▸ **Exercise goal**:
Repeat the listing that follows without a single change.

▸ **Data**:

============================================================

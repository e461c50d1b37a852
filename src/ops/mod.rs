pub mod guard;
pub mod session;
pub mod task_ops;
pub mod view;
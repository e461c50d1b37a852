use std::fs;
use std::io;
use std::path::{Path, PathBuf};

use crate::model::config::Config;

/// Error type for configuration loading
#[derive(Debug, thiserror::Error)]
pub enum ConfigError {
    #[error("could not read {path}: {source}")]
    ReadError { path: PathBuf, source: io::Error },
    #[error("invalid config.toml: {0}")]
    ParseError(#[from] toml::de::Error),
}

/// Pick the data directory: explicit flag, then `$XDG_DATA_HOME/tally`, then
/// `$HOME/.local/share/tally`, then `./.tally`.
pub fn resolve_data_dir(flag: Option<&Path>) -> PathBuf {
    resolve_from(
        flag,
        std::env::var_os("XDG_DATA_HOME").map(PathBuf::from),
        std::env::var_os("HOME").map(PathBuf::from),
    )
}

fn resolve_from(flag: Option<&Path>, xdg: Option<PathBuf>, home: Option<PathBuf>) -> PathBuf {
    if let Some(dir) = flag {
        return dir.to_path_buf();
    }
    match (xdg, home) {
        (Some(xdg), _) if !xdg.as_os_str().is_empty() => xdg.join("tally"),
        (_, Some(home)) if !home.as_os_str().is_empty() => {
            home.join(".local").join("share").join("tally")
        }
        _ => PathBuf::from(".tally"),
    }
}

/// Read `config.toml` from the data directory. A missing file yields the
/// defaults.
pub fn read_config(data_dir: &Path) -> Result<Config, ConfigError> {
    let path = data_dir.join("config.toml");
    let text = match fs::read_to_string(&path) {
        Ok(text) => text,
        Err(e) if e.kind() == io::ErrorKind::NotFound => return Ok(Config::default()),
        Err(e) => return Err(ConfigError::ReadError { path, source: e }),
    };
    Ok(toml::from_str(&text)?)
}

============================================================

▸ **The completed task**:
repository e461c50d1b37a852
filename src/ops/mod.rs
pub mod guard;
pub mod session;
pub mod task_ops;
pub mod view;
repository e461c50d1b37a852
use std::fs;
use std::io;
use std::path::{Path, PathBuf};

use crate::model::config::Config;

/// Error type for configuration loading
#[derive(Debug, thiserror::Error)]
pub enum ConfigError {
    #[error("could not read {path}: {source}")]
    ReadError { path: PathBuf, source: io::Error },
    #[error("invalid config.toml: {0}")]
    ParseError(#[from] toml::de::Error),
}

/// Pick the data directory: explicit flag, then `$XDG_DATA_HOME/tally`, then
/// `$HOME/.local/share/tally`, then `./.tally`.
pub fn resolve_data_dir(flag: Option<&Path>) -> PathBuf {
    resolve_from(
        flag,
        std::env::var_os("XDG_DATA_HOME").map(PathBuf::from),
        std::env::var_os("HOME").map(PathBuf::from),
    )
}

fn resolve_from(flag: Option<&Path>, xdg: Option<PathBuf>, home: Option<PathBuf>) -> PathBuf {
    if let Some(dir) = flag {
        return dir.to_path_buf();
    }
    match (xdg, home) {
        (Some(xdg), _) if !xdg.as_os_str().is_empty() => xdg.join("tally"),
        (_, Some(home)) if !home.as_os_str().is_empty() => {
            home.join(".local").join("share").join("tally")
        }
        _ => PathBuf::from(".tally"),
    }
}

/// Read `config.toml` from the data directory. A missing file yields the
/// defaults.
pub fn read_config(data_dir: &Path) -> Result<Config, ConfigError> {
    let path = data_dir.join("config.toml");
    let text = match fs::read_to_string(&path) {
        Ok(text) => text,
        Err(e) if e.kind() == io::ErrorKind::NotFound => return Ok(Config::default()),
        Err(e) => return Err(ConfigError::ReadError { path, source: e }),
    };
    Ok(toml::from_str(&text)?)
}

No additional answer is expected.